Enough May Be Enough - A Convergence of Genetic and Biological Evidence Identifying the MET Signaling Pathway as a Key Autism Risk Factor

Rapid progress is being made on a number of fronts with regard to understanding the etiologies that underlie the autisms.  The autisms are among the most common of neurodevelopmental disorders, and are highly heterogeneous in disorder phenotype, longitudinal trajectory of symptoms and response to treatment.  A brief overview of the current state of thinking regarding the genetic and environmental risk factors will be discussed.  Work from our own laboratory will be the focus of the remainder of the lecture.  The convergence of human genetics in autism and basic developmental neurobiology studies suggests that the MET receptor tyrosine kinase signaling is important for the proper assembly of forebrain circuits, particularly those involving cortical projection neurons in which MET is heavily expressed.  Dysregulation of MET signaling leads to alterations in cellular morphology, synapse development, and functional disruptions in both model systems and in humans.  Multiple, convergent human genetic data implicate this signaling pathway as a major risk factor for autism.

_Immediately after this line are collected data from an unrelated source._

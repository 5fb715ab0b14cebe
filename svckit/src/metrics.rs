use lazy_static::lazy_static;
use prometheus::{
    register_histogram_vec, register_int_counter_vec, Encoder, HistogramVec, IntCounterVec,
    TextEncoder,
};

lazy_static! {
    pub static ref PAGE_FETCH_DURATION: HistogramVec = register_histogram_vec!(
        "page_fetch_duration_seconds",
        "Duration of a single list page request in seconds",
        &["resource", "status"]
    ).unwrap();

    pub static ref AGGREGATION_COUNTER: IntCounterVec = register_int_counter_vec!(
        "aggregations_total",
        "Total number of paged aggregations",
        &["resource", "status"]
    ).unwrap();

    pub static ref PAGES_FETCHED: IntCounterVec = register_int_counter_vec!(
        "pages_fetched_total",
        "Total number of list pages fetched",
        &["resource"]
    ).unwrap();

    pub static ref COUNT_MISMATCH_COUNTER: IntCounterVec = register_int_counter_vec!(
        "aggregation_count_mismatch_total",
        "Aggregations whose collected length differed from the backend's reported count",
        &["resource"]
    ).unwrap();
}

fn status_label(success: bool) -> &'static str {
    if success { "success" } else { "failure" }
}

pub fn record_page_fetch(resource: &str, success: bool, duration: f64) {
    PAGE_FETCH_DURATION
        .with_label_values(&[resource, status_label(success)])
        .observe(duration);
    if success {
        PAGES_FETCHED.with_label_values(&[resource]).inc();
    }
}

pub fn record_aggregation(resource: &str, success: bool) {
    AGGREGATION_COUNTER
        .with_label_values(&[resource, status_label(success)])
        .inc();
}

pub fn record_count_mismatch(resource: &str) {
    COUNT_MISMATCH_COUNTER.with_label_values(&[resource]).inc();
}

/// Prometheus text exposition of everything registered in the default registry.
pub fn render() -> String {
    let encoder = TextEncoder::new();
    let mut buffer = Vec::new();
    if encoder.encode(&prometheus::gather(), &mut buffer).is_err() {
        return String::new();
    }
    String::from_utf8(buffer).unwrap_or_default()
}

#[cfg(test)]
mod tests {
    use super::*;

    #[test]
    fn test_recorded_metrics_are_rendered() {
        record_aggregation("metrics_test", true);
        record_page_fetch("metrics_test", true, 0.01);
        let text = render();
        assert!(text.contains("aggregations_total"));
        assert!(text.contains("pages_fetched_total"));
    }
}
// services/asset-dash/src/detail.rs
//
// Detail table for one tile: date filtering and paging happen client-side
// over the tile's cached dataset

use std::sync::Arc;

use chrono::{DateTime, NaiveDate, NaiveDateTime};

use svckit::filter::DateRange;
use svckit::types::{Dataset, Equipment, Machine, Maintenance, SparePart, Unit};

pub const ROWS_PER_PAGE: usize = 100;

/// Quick ranges for the maintenance date filter, relative to today.
#[derive(Debug, Clone, Copy, PartialEq, Eq, Default)]
pub enum DatePreset {
    #[default]
    AllTime,
    Last7Days,
    Last30Days,
    Last90Days,
}

impl DatePreset {
    pub fn next(self) -> Self {
        match self {
            DatePreset::AllTime => DatePreset::Last7Days,
            DatePreset::Last7Days => DatePreset::Last30Days,
            DatePreset::Last30Days => DatePreset::Last90Days,
            DatePreset::Last90Days => DatePreset::AllTime,
        }
    }

    pub fn label(&self) -> &'static str {
        match self {
            DatePreset::AllTime => "All time",
            DatePreset::Last7Days => "Last 7 days",
            DatePreset::Last30Days => "Last 30 days",
            DatePreset::Last90Days => "Last 90 days",
        }
    }

    pub fn range(&self, today: NaiveDate) -> DateRange {
        let days = match self {
            DatePreset::AllTime => return DateRange::default(),
            DatePreset::Last7Days => 6,
            DatePreset::Last30Days => 29,
            DatePreset::Last90Days => 89,
        };
        DateRange::new(Some(today - chrono::Duration::days(days)), Some(today))
    }
}

#[derive(Debug, Clone, Copy, PartialEq, Eq, Default)]
pub enum RangeField {
    #[default]
    Start,
    End,
}

/// Typed start and end dates for a custom maintenance range. Either side may
/// be left blank for an open end; both blank clears the filter.
#[derive(Debug, Clone, Default, PartialEq)]
pub struct RangePrompt {
    pub start: String,
    pub end: String,
    pub field: RangeField,
    pub error: Option<String>,
}

impl RangePrompt {
    const MAX_LEN: usize = 10;

    pub fn from_range(range: DateRange) -> Self {
        let text = |d: Option<NaiveDate>| d.map(|d| d.format("%Y-%m-%d").to_string()).unwrap_or_default();
        Self {
            start: text(range.start),
            end: text(range.end),
            ..Default::default()
        }
    }

    fn active(&mut self) -> &mut String {
        match self.field {
            RangeField::Start => &mut self.start,
            RangeField::End => &mut self.end,
        }
    }

    /// Only digits and dashes are accepted, up to `YYYY-MM-DD`.
    pub fn push(&mut self, c: char) {
        if !(c.is_ascii_digit() || c == '-') {
            return;
        }
        let field = self.active();
        if field.len() < Self::MAX_LEN {
            field.push(c);
        }
        self.error = None;
    }

    pub fn backspace(&mut self) {
        self.active().pop();
        self.error = None;
    }

    pub fn switch_field(&mut self) {
        self.field = match self.field {
            RangeField::Start => RangeField::End,
            RangeField::End => RangeField::Start,
        };
    }

    pub fn parse(&self) -> Result<DateRange, String> {
        let range = DateRange::parse(Some(self.start.trim()), Some(self.end.trim()))
            .map_err(|_| "dates must be YYYY-MM-DD".to_string())?;
        match (range.start, range.end) {
            (Some(start), Some(end)) if start > end => Err("start date is after end date".to_string()),
            _ => Ok(range),
        }
    }
}

/// Calendar date of a record timestamp, in the offset it was written with.
/// Accepts RFC 3339, naive date-times and plain `YYYY-MM-DD`.
pub fn parse_record_date(value: &str) -> Option<NaiveDate> {
    let value = value.trim();
    if let Ok(ts) = DateTime::parse_from_rfc3339(value) {
        return Some(ts.date_naive());
    }
    if let Ok(ts) = NaiveDateTime::parse_from_str(value, "%Y-%m-%dT%H:%M:%S%.f") {
        return Some(ts.date());
    }
    if let Ok(ts) = NaiveDateTime::parse_from_str(value, "%Y-%m-%d %H:%M:%S") {
        return Some(ts.date());
    }
    NaiveDate::parse_from_str(value, "%Y-%m-%d").ok()
}

pub struct DetailView {
    pub title: String,
    pub key: String,
    data: Arc<Dataset>,
    range: DateRange,
    // None while a typed range is applied
    preset: Option<DatePreset>,
    prompt: Option<RangePrompt>,
    page: usize,
}

impl DetailView {
    pub fn new(title: &str, key: &str, data: Arc<Dataset>) -> Self {
        Self {
            title: title.to_string(),
            key: key.to_string(),
            data,
            range: DateRange::default(),
            preset: Some(DatePreset::AllTime),
            prompt: None,
            page: 1,
        }
    }

    /// Swaps in a refreshed dataset. The page resets only when the data
    /// actually changed.
    pub fn set_data(&mut self, data: Arc<Dataset>) {
        if !Arc::ptr_eq(&self.data, &data) {
            self.data = data;
            self.page = 1;
        }
    }

    pub fn supports_date_filter(&self) -> bool {
        matches!(*self.data, Dataset::Maintenance(_))
    }

    pub fn set_range(&mut self, range: DateRange) {
        if self.range != range {
            self.range = range;
            self.page = 1;
        }
    }

    pub fn cycle_preset(&mut self, today: NaiveDate) {
        if !self.supports_date_filter() {
            return;
        }
        let preset = self.preset.map_or(DatePreset::AllTime, DatePreset::next);
        self.preset = Some(preset);
        self.set_range(preset.range(today));
    }

    pub fn preset(&self) -> Option<DatePreset> {
        self.preset
    }

    pub fn clear_range(&mut self) {
        self.preset = Some(DatePreset::AllTime);
        self.prompt = None;
        self.set_range(DateRange::default());
    }

    pub fn range_label(&self) -> String {
        match self.preset {
            Some(preset) => preset.label().to_string(),
            None => {
                let side = |d: Option<NaiveDate>| d.map_or_else(|| "...".to_string(), |d| d.format("%Y-%m-%d").to_string());
                format!("{} to {}", side(self.range.start), side(self.range.end))
            }
        }
    }

    /// Opens the typed range entry, prefilled with the active range.
    pub fn begin_range_entry(&mut self) {
        if self.supports_date_filter() {
            self.prompt = Some(RangePrompt::from_range(self.range));
        }
    }

    pub fn range_prompt(&self) -> Option<&RangePrompt> {
        self.prompt.as_ref()
    }

    pub fn range_prompt_mut(&mut self) -> Option<&mut RangePrompt> {
        self.prompt.as_mut()
    }

    pub fn cancel_range_entry(&mut self) {
        self.prompt = None;
    }

    /// Applies the typed range. Invalid input keeps the prompt open with an
    /// error and leaves the current range alone.
    pub fn submit_range_entry(&mut self) -> Result<(), String> {
        let Some(mut prompt) = self.prompt.take() else {
            return Ok(());
        };
        match prompt.parse() {
            Ok(range) if range.is_empty() => {
                self.clear_range();
                Ok(())
            }
            Ok(range) => {
                self.preset = None;
                self.set_range(range);
                Ok(())
            }
            Err(error) => {
                prompt.error = Some(error.clone());
                self.prompt = Some(prompt);
                Err(error)
            }
        }
    }

    pub fn range(&self) -> DateRange {
        self.range
    }

    pub fn page(&self) -> usize {
        self.page
    }

    pub fn total_len(&self) -> usize {
        self.data.count()
    }

    pub fn filtered_len(&self) -> usize {
        match &*self.data {
            Dataset::Maintenance(r) => r.items.iter().filter(|t| self.keeps(t)).count(),
            other => other.count(),
        }
    }

    pub fn page_count(&self) -> usize {
        self.filtered_len().div_ceil(ROWS_PER_PAGE).max(1)
    }

    pub fn next_page(&mut self) {
        if self.page < self.page_count() {
            self.page += 1;
        }
    }

    pub fn prev_page(&mut self) {
        if self.page > 1 {
            self.page -= 1;
        }
    }

    pub fn headers(&self) -> &'static [&'static str] {
        match &*self.data {
            Dataset::Machines(_) => &["MACHINE", "MAKE / MODEL", "TYPE", "STATUS", "OWNERSHIP", "AMC", "WARRANTY", "UNIT", "LOCATION"],
            Dataset::Maintenance(_) => &["ID", "MACHINE", "STATUS", "CATEGORY", "DATE", "ASSIGNED TO", "LOCATION"],
            Dataset::SpareParts(_) => &["ITEM NO", "DESCRIPTION", "AVAILABLE", "CRITICAL", "STATUS", "UNIT"],
            Dataset::Equipment(_) => &["EQUIPMENT", "TYPE", "MAKE / MODEL", "SERIAL", "STATUS", "UNIT"],
            Dataset::Units(_) => &["UNIT ID", "NAME"],
        }
    }

    /// Rows of the current page, already formatted for display.
    pub fn page_rows(&self) -> Vec<Vec<String>> {
        let skip = (self.page - 1) * ROWS_PER_PAGE;
        match &*self.data {
            Dataset::Machines(r) => paged(r.items.iter(), skip).map(machine_row).collect(),
            Dataset::Maintenance(r) => paged(r.items.iter().filter(|t| self.keeps(t)), skip)
                .map(maintenance_row)
                .collect(),
            Dataset::SpareParts(r) => paged(r.items.iter(), skip).map(spare_part_row).collect(),
            Dataset::Equipment(r) => paged(r.items.iter(), skip).map(equipment_row).collect(),
            Dataset::Units(r) => paged(r.items.iter(), skip).map(unit_row).collect(),
        }
    }

    pub fn summary(&self) -> String {
        let shown = self.page_rows().len();
        let filtered = self.filtered_len();
        let total = self.total_len();
        let mut text = format!("Showing {} of {} records", shown, filtered);
        if filtered != total {
            text.push_str(&format!(" (filtered from {})", total));
        }
        text
    }

    /// Undated tickets stay visible; a date that cannot be read hides the
    /// ticket while a range is active.
    fn keeps(&self, ticket: &Maintenance) -> bool {
        if self.range.is_empty() {
            return true;
        }
        match ticket.maintenance_date.as_deref() {
            None => true,
            Some(raw) => parse_record_date(raw).is_some_and(|d| self.range.contains(d)),
        }
    }
}

fn paged<'a, T: 'a>(items: impl Iterator<Item = &'a T>, skip: usize) -> impl Iterator<Item = &'a T> {
    items.skip(skip).take(ROWS_PER_PAGE)
}

fn text(value: Option<&str>) -> String {
    value.filter(|v| !v.is_empty()).unwrap_or("-").to_string()
}

fn make_model(make: Option<&str>, model: Option<&str>) -> String {
    match (make, model) {
        (Some(make), Some(model)) => format!("{} {}", make, model),
        (Some(one), None) | (None, Some(one)) => one.to_string(),
        (None, None) => "-".to_string(),
    }
}

fn qty(value: Option<f64>) -> String {
    value.map_or_else(|| "-".to_string(), |v| format!("{}", v))
}

fn machine_row(m: &Machine) -> Vec<String> {
    vec![
        m.machine_id.clone(),
        make_model(m.make.as_deref(), m.model.as_deref()),
        text(m.machine_type.as_ref().map(|t| t.machine_type.as_str())),
        text(m.status.as_deref()),
        text(m.ownership.as_deref()),
        text(m.has_amc.as_deref()),
        text(m.has_warranty.as_deref()),
        unit_label(m.unit.as_ref().map(|u| (u.unit_id.as_str(), u.unit_name.as_deref()))),
        text(m.machine_location.as_ref().and_then(|l| l.line.as_deref())),
    ]
}

fn maintenance_row(t: &Maintenance) -> Vec<String> {
    let date = t
        .maintenance_date
        .as_deref()
        .map(|raw| parse_record_date(raw).map_or_else(|| raw.to_string(), |d| d.format("%Y-%m-%d").to_string()));
    vec![
        t.id.to_string(),
        text(t.broken_machine.as_ref().map(|m| m.machine_id.as_str())),
        text(t.status.as_deref()),
        text(t.breakdown_category.as_deref()),
        text(date.as_deref()),
        text(t.assigned_to.as_ref().and_then(|a| a.username.as_deref())),
        text(t.location.as_ref().map(|l| l.location_id.as_str())),
    ]
}

fn spare_part_row(s: &SparePart) -> Vec<String> {
    vec![
        text(s.item_no.as_deref()),
        text(s.item.as_ref().and_then(|i| i.spares_description.as_deref())),
        qty(s.available_qty),
        qty(s.critical_qty),
        text(s.status.as_deref()),
        unit_label(s.unit.as_ref().map(|u| (u.unit_id.as_str(), u.unit_name.as_deref()))),
    ]
}

fn equipment_row(e: &Equipment) -> Vec<String> {
    vec![
        e.equipment_id.clone(),
        text(e.equipment_type.as_ref().map(|t| t.equipment_type.as_str())),
        make_model(e.make.as_deref(), e.model.as_deref()),
        text(e.mcs_sl_no.as_deref()),
        text(e.status.as_deref()),
        unit_label(e.unit.as_ref().map(|u| (u.unit_id.as_str(), u.unit_name.as_deref()))),
    ]
}

fn unit_row(u: &Unit) -> Vec<String> {
    vec![u.unit_id.clone(), u.unit_name.clone()]
}

fn unit_label(unit: Option<(&str, Option<&str>)>) -> String {
    match unit {
        Some((_, Some(name))) => name.to_string(),
        Some((id, None)) => id.to_string(),
        None => "-".to_string(),
    }
}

First, our laboratory discovered that a single nucleotide polymorphism in the 5’ regulatory region of the human MET gene is associated with autism.  Second, there has been replication in 6 different family cohorts, plus identified copy number variants (CNVs) and rare mutations in the MET gene, and association with autism of two other genes in the MET signaling pathway.  Third, certain single gene, syndromic disorders with high a prevalence of autism also involve this same cellular signaling pathway. Fourth, the MET promoter variant is functional, as it reduces gene transcription.  Fifth, studies of human postmortem samples show that MET and other upstream molecules that regulate MET signaling are dysregulated in autism.  A model of autism etiology will be presented in light of the basic and clinical research findings.